## Exercise aim
For the entries below, print exactly the lines between the line holding "fn client(&self, settings: &AgentSettings)" and the line holding "the output schema.", inclusive, and nothing else.

## Data shown
━━━

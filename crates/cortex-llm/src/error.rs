use thiserror::Error;

#[derive(Debug, Error)]
pub enum LlmError {
    #[error("HTTP error: {0}")]
    Http(#[from] reqwest::Error),

    #[error("API error ({status}): {message}")]
    Api { status: u16, message: String },

    #[error("Parse error: {0}")]
    Parse(String),

    #[error("Rate limited, retry after {retry_after_ms}ms")]
    RateLimited { retry_after_ms: u64 },

    #[error("Unknown provider: {0}")]
    UnknownProvider(String),

    #[error("No API key for provider {0}")]
    MissingKey(String),
}

impl From<LlmError> for cortex_core::CortexError {
    fn from(e: LlmError) -> Self {
        match e {
            LlmError::UnknownProvider(p) => {
                cortex_core::CortexError::Config(format!("unknown provider: {p}"))
            }
            LlmError::MissingKey(p) => {
                cortex_core::CortexError::Config(format!("no API key for provider: {p}"))
            }
            other => cortex_core::CortexError::Llm(other.to_string()),
        }
    }
}

pub type Result<T> = std::result::Result<T, LlmError>;
//! DB-configured agent: a prompt template, an output schema and a call
//! policy bound to one LLM client. Prompt changes land in the database and
//! take effect on `reload()` without a deployment.

use std::sync::{Arc, Mutex};
use std::time::Duration;

use serde_json::Value;
use tracing::{debug, warn};

use cortex_llm::{build_client, ChatRequest, LlmClient, Message};
use cortex_store::{now_rfc3339, RowExt, Store};

use crate::error::{AgentError, Result};
use crate::parser::parse_json;
use crate::schema::OutputSchema;

const BACKOFF_STEP: Duration = Duration::from_millis(500);
const RAW_RESPONSE_CAP: usize = 500;

#[derive(Debug, Clone)]
pub struct AgentSettings {
    pub agent_name: String,
    pub provider: String,
    pub model: String,
    pub system_prompt: String,
    pub user_prompt_template: Option<String>,
    pub output_schema: Option<OutputSchema>,
    pub retry_count: u32,
    pub timeout_seconds: u64,
    pub max_tokens: u32,
    pub temperature: f64,
    pub fallback_provider: Option<String>,
    pub fallback_model: Option<String>,
}

impl AgentSettings {
    pub fn load(store: &Store, agent_name: &str) -> Result<Self> {
        let row = store
            .query_one(
                "SELECT * FROM agent_configs WHERE agent_name = ?1 AND is_active = 1",
                &[&agent_name],
            )?
            .ok_or_else(|| AgentError::ConfigMissing(agent_name.to_string()))?;

        let output_schema = row
            .json_opt("output_schema")
            .as_ref()
            .and_then(OutputSchema::from_json);

        Ok(Self {
            agent_name: row.str_or("agent_name", ""),
            provider: row.str_or("provider", "anthropic"),
            model: row.str_or("model", ""),
            system_prompt: row.str_or("system_prompt", ""),
            user_prompt_template: row.str_opt("user_prompt_template").map(str::to_string),
            output_schema,
            retry_count: row.i64_opt("retry_count").unwrap_or(3) as u32,
            timeout_seconds: row.i64_opt("timeout_seconds").unwrap_or(30) as u64,
            max_tokens: row.i64_opt("max_tokens").unwrap_or(1024) as u32,
            temperature: row.f64_opt("temperature").unwrap_or(0.2),
            fallback_provider: row.str_opt("fallback_provider").map(str::to_string),
            fallback_model: row.str_opt("fallback_model").map(str::to_string),
        })
    }
}

struct Inner {
    settings: AgentSettings,
    /// Built on first use so a missing API key surfaces on execution, not
    /// at startup.
    client: Option<Arc<dyn LlmClient>>,
}

pub struct ConfigurableAgent {
    store: Store,
    name: String,
    inner: Mutex<Inner>,
}

impl ConfigurableAgent {
    pub fn new(store: Store, agent_name: &str) -> Result<Self> {
        let settings = AgentSettings::load(&store, agent_name)?;
        Ok(Self {
            store,
            name: agent_name.to_string(),
            inner: Mutex::new(Inner {
                settings,
                client: None,
            }),
        })
    }

    pub fn name(&self) -> &str {
        &self.name
    }

    /// Re-read the agent_configs row and drop the cached client (hot
    /// reload).
    pub fn reload(&self) -> Result<()> {
        let settings = AgentSettings::load(&self.store, &self.name)?;
        let mut inner = self.inner.lock().unwrap();
        inner.settings = settings;
        inner.client = None;
        Ok(())
    }

    fn client(&self, settings: &AgentSettings) -> Result<Arc<dyn LlmClient>> {
        let mut inner = self.inner.lock().unwrap();
        if let Some(ref client) = inner.client {
            return Ok(Arc::clone(client));
        }
        let client = build_client(&self.store, &settings.provider, None)?;
        inner.client = Some(Arc::clone(&client));
        Ok(client)
    }

    /// Render the template, call the model with retry and fallback, parse
    /// the answer through the output schema.
    pub async fn execute(&self, context: &serde_json::Map<String, Value>) -> Result<serde_json::Map<String, Value>> {
        let settings = self.inner.lock().unwrap().settings.clone();
        let client = self.client(&settings)?;

        let template = settings
            .user_prompt_template
            .as_deref()
            .ok_or_else(|| AgentError::ConfigMissing(format!("{}: user_prompt_template", self.name)))?;
        let user_prompt = render_template(template, context);

        let request = ChatRequest {
            model: settings.model.clone(),
            system: Some(settings.system_prompt.clone()),
            messages: vec![Message::user(user_prompt)],
            max_tokens: settings.max_tokens,
            temperature: Some(settings.temperature),
            ..Default::default()
        };

        let mut response = None;
        let mut last_error = String::new();
        for attempt in 0..=settings.retry_count {
            if attempt > 0 {
                tokio::time::sleep(BACKOFF_STEP * attempt).await;
            }
            match tokio::time::timeout(
                Duration::from_secs(settings.timeout_seconds),
                client.chat(&request),
            )
            .await
            {
                Ok(Ok(resp)) => {
                    response = Some(resp);
                    break;
                }
                Ok(Err(e)) => {
                    last_error = e.to_string();
                    warn!(agent = %self.name, attempt, error = %last_error, "agent call failed");
                }
                Err(_) => {
                    last_error = format!("timeout after {}s", settings.timeout_seconds);
                    warn!(agent = %self.name, attempt, "agent call timed out");
                }
            }
        }

        // One shot on the fallback provider/model after retries are spent.
        if response.is_none() {
            if let (Some(provider), Some(model)) =
                (&settings.fallback_provider, &settings.fallback_model)
            {
                debug!(agent = %self.name, %provider, %model, "trying fallback model");
                match build_client(&self.store, provider, None) {
                    Ok(fallback) => {
                        let mut req = request.clone();
                        req.model = model.clone();
                        match tokio::time::timeout(
                            Duration::from_secs(settings.timeout_seconds),
                            fallback.chat(&req),
                        )
                        .await
                        {
                            Ok(Ok(resp)) => response = Some(resp),
                            Ok(Err(e)) => last_error = e.to_string(),
                            Err(_) => {
                                last_error = format!("timeout after {}s", settings.timeout_seconds)
                            }
                        }
                    }
                    Err(e) => last_error = e.to_string(),
                }
            }
        }

        self.track(response.is_some());

        let Some(response) = response else {
            return Err(AgentError::Llm {
                agent: self.name.clone(),
                message: last_error,
            });
        };

        let outcome = parse_json(&response.content, settings.output_schema.as_ref());
        if !outcome.success {
            return Err(AgentError::Parse {
                agent: self.name.clone(),
                raw_response: truncate(&response.content, RAW_RESPONSE_CAP),
                errors: outcome.errors,
            });
        }
        match outcome.data {
            Value::Object(map) => Ok(map),
            other => Err(AgentError::Parse {
                agent: self.name.clone(),
                raw_response: truncate(&other.to_string(), RAW_RESPONSE_CAP),
                errors: vec!["response is not a JSON object".to_string()],
            }),
        }
    }

    /// Call counters and last_used_at. Failures here never propagate.
    fn track(&self, success: bool) {
        let now = now_rfc3339();
        let sql = if success {
            "UPDATE agent_configs
             SET total_calls = total_calls + 1, last_used_at = ?1, updated_at = ?1
             WHERE agent_name = ?2"
        } else {
            "UPDATE agent_configs
             SET total_calls = total_calls + 1, error_count = error_count + 1,
                 last_used_at = ?1, updated_at = ?1
             WHERE agent_name = ?2"
        };
        if let Err(e) = self.store.exec(sql, &[&now, &self.name]) {
            warn!(agent = %self.name, error = %e, "agent tracking update failed");
        }
    }
}

/// Literal `{placeholder}` substitution. Complex values are serialised as
/// JSON, None as `null`; `{{`/`}}` come out as literal braces so prompts can
/// carry JSON examples.
pub fn render_template(template: &str, context: &serde_json::Map<String, Value>) -> String {
    let mut result = template.to_string();
    for (key, value) in context {
        let placeholder = format!("{{{key}}}");
        let replacement = match value {
            Value::Null => "null".to_string(),
            Value::String(s) => s.clone(),
            other => other.to_string(),
        };
        result = result.replace(&placeholder, &replacement);
    }
    result.replace("{{", "{").replace("}}", "}")
}

fn truncate(text: &str, cap: usize) -> String {
    if text.len() <= cap {
        return text.to_string();
    }
    let mut end = cap;
    while !text.is_char_boundary(end) {
        end -= 1;
    }
    text[..end].to_string()
}

#[cfg(test)]
mod tests {
    use super::*;
    use serde_json::json;

    fn ctx(value: Value) -> serde_json::Map<String, Value> {
        value.as_object().unwrap().clone()
    }

    #[test]
    fn template_substitutes_scalars_and_json() {
        let rendered = render_template(
            "Text: {text}\nMatches: {matches}\nTarget: {target}",
            &ctx(json!({
                "text": "Anruf bei Schmidt",
                "matches": [{"table": "people", "id": 3}],
                "target": null,
            })),
        );
        assert!(rendered.contains("Text: Anruf bei Schmidt"));
        assert!(rendered.contains(r#"Matches: [{"id":3,"table":"people"}]"#));
        assert!(rendered.contains("Target: null"));
    }

    #[test]
    fn escaped_braces_become_literals() {
        let rendered = render_template(
            "Antworte als JSON: {{\"intent\": \"create\", \"text\": \"{text}\"}}",
            &ctx(json!({"text": "hi"})),
        );
        assert_eq!(rendered, "Antworte als JSON: {\"intent\": \"create\", \"text\": \"hi\"}");
    }

    #[test]
    fn settings_load_requires_active_config() {
        let store = Store::open_in_memory().unwrap();
        let err = AgentSettings::load(&store, "intent_agent").unwrap_err();
        assert!(matches!(err, AgentError::ConfigMissing(_)));

        store
            .exec(
                "INSERT INTO agent_configs
                 (agent_name, provider, model, system_prompt, user_prompt_template,
                  output_schema, is_active, created_at, updated_at)
                 VALUES ('intent_agent', 'anthropic', 'claude-sonnet-4-5', 'sys', 'u: {text}',
                         '{\"intent\": {\"type\": \"string\", \"required\": true}}', 1, ?1, ?1)",
                &[&now_rfc3339()],
            )
            .unwrap();

        let settings = AgentSettings::load(&store, "intent_agent").unwrap();
        assert_eq!(settings.provider, "anthropic");
        assert!(settings.output_schema.is_some());
        assert_eq!(settings.retry_count, 3);
    }
}
/// Maps `job_name` to its handler.
#[derive(Default)]
pub struct JobRegistry {
    handlers: HashMap<String, JobHandler>,
}

impl JobRegistry {
    pub fn new() -> Self {
        Self::default()
    }

    pub fn register(&mut self, job_name: &str, handler: JobHandler) {
        self.handlers.insert(job_name.to_string(), handler);
    }

    pub fn get(&self, job_name: &str) -> Option<JobHandler> {
        self.handlers.get(job_name).cloned()
    }

    pub fn job_names(&self) -> Vec<&str> {
        self.handlers.keys().map(String::as_str).collect()
    }
}

#[derive(Debug, Clone, Copy, PartialEq, Eq, Serialize)]
#[serde(rename_all = "snake_case")]
pub enum RunStatus {
    Queued,
    Running,
}

#[derive(Debug, Clone, Serialize)]
pub struct RunReceipt {
    pub execution_id: String,
    pub status: RunStatus,
}

struct Inner {
    store: Store,
    registry: JobRegistry,
    in_flight: DashMap<String, ()>,
    tz: Tz,
    tick: Duration,
    shutdown_grace: Duration,
}

/// Cloneable scheduler handle; `run` drives the tick loop, `run_now` serves
/// the manual execution API.
#[derive(Clone)]
pub struct Scheduler {
    inner: Arc<Inner>,
}
//! Closed enumeration of entity tables and their columns.
//!
//! Every piece of dynamically assembled SQL (fuzzy search, generic updates,
//! soft deletes) resolves identifiers through this module. Values are always
//! bound as parameters; only names from these closed sets are interpolated.

use serde::{Deserialize, Serialize};

#[derive(Debug, Clone, Copy, PartialEq, Eq, Hash, Serialize, Deserialize)]
#[serde(rename_all = "snake_case")]
pub enum EntityTable {
    Projects,
    Tasks,
    People,
    Ideas,
    CalendarEvents,
}

impl EntityTable {
    pub const ALL: [EntityTable; 5] = [
        EntityTable::Projects,
        EntityTable::Tasks,
        EntityTable::People,
        EntityTable::Ideas,
        EntityTable::CalendarEvents,
    ];

    pub fn as_str(&self) -> &'static str {
        match self {
            EntityTable::Projects => "projects",
            EntityTable::Tasks => "tasks",
            EntityTable::People => "people",
            EntityTable::Ideas => "ideas",
            EntityTable::CalendarEvents => "calendar_events",
        }
    }

    /// The display-name column used for matching and listings.
    pub fn name_column(&self) -> &'static str {
        match self {
            EntityTable::Tasks | EntityTable::CalendarEvents => "title",
            _ => "name",
        }
    }

    /// The free-text column searched with the lower 0.5 weight.
    pub fn notes_column(&self) -> &'static str {
        match self {
            EntityTable::People => "context",
            EntityTable::Ideas => "one_liner",
            EntityTable::CalendarEvents => "description",
            _ => "notes",
        }
    }

    /// Columns a generic update or insert may touch on this table.
    pub fn columns(&self) -> &'static [&'static str] {
        match self {
            EntityTable::Projects => &["name", "status", "priority", "notes"],
            EntityTable::Tasks => &[
                "title", "status", "priority", "due_date", "project_id", "person_id", "tags",
                "notes",
            ],
            EntityTable::People => &[
                "name",
                "first_name",
                "middle_name",
                "last_name",
                "phone",
                "email",
                "street",
                "house_nr",
                "zip",
                "city",
                "country",
                "important_dates",
                "last_contact",
                "context",
            ],
            EntityTable::Ideas => &["name", "one_liner", "status", "priority", "tags"],
            EntityTable::CalendarEvents => &[
                "title",
                "description",
                "location",
                "start_time",
                "end_time",
                "all_day",
                "recurrence",
                "person_id",
                "calendar_id",
            ],
        }
    }

    pub fn allows_column(&self, column: &str) -> bool {
        self.columns().contains(&column)
    }

    /// Tables that carry a task/idea/project-style status column.
    pub fn has_status(&self) -> bool {
        !matches!(self, EntityTable::People | EntityTable::CalendarEvents)
    }
}

impl std::fmt::Display for EntityTable {
    fn fmt(&self, f: &mut std::fmt::Formatter<'_>) -> std::fmt::Result {
        write!(f, "{}", self.as_str())
    }
}

impl std::str::FromStr for EntityTable {
    type Err = String;

    fn from_str(s: &str) -> std::result::Result<Self, Self::Err> {
        match s {
            "projects" => Ok(EntityTable::Projects),
            "tasks" => Ok(EntityTable::Tasks),
            "people" => Ok(EntityTable::People),
            "ideas" => Ok(EntityTable::Ideas),
            "calendar_events" => Ok(EntityTable::CalendarEvents),
            other => Err(format!("unknown table: {other}")),
        }
    }
}

#[cfg(test)]
mod tests {
    use super::*;

    #[test]
    fn every_table_round_trips_through_str() {
        for table in EntityTable::ALL {
            let parsed: EntityTable = table.as_str().parse().unwrap();
            assert_eq!(parsed, table);
        }
    }

    #[test]
    fn unknown_table_is_rejected() {
        assert!("system_settings".parse::<EntityTable>().is_err());
        assert!("tasks; DROP TABLE tasks".parse::<EntityTable>().is_err());
    }

    #[test]
    fn people_free_text_column_is_context() {
        assert_eq!(EntityTable::People.notes_column(), "context");
        assert_eq!(EntityTable::Tasks.name_column(), "title");
    }

    #[test]
    fn column_whitelist_blocks_unknown_columns() {
        assert!(EntityTable::Tasks.allows_column("due_date"));
        assert!(!EntityTable::Tasks.allows_column("deleted_at"));
        assert!(!EntityTable::People.allows_column("icloud_uid"));
    }
}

━━━

## Finished task
    fn client(&self, settings: &AgentSettings) -> Result<Arc<dyn LlmClient>> {
        let mut inner = self.inner.lock().unwrap();
        if let Some(ref client) = inner.client {
            return Ok(Arc::clone(client));
        }
        let client = build_client(&self.store, &settings.provider, None)?;
        inner.client = Some(Arc::clone(&client));
        Ok(client)
    }

    /// Render the template, call the model with retry and fallback, parse
    /// the answer through the output schema.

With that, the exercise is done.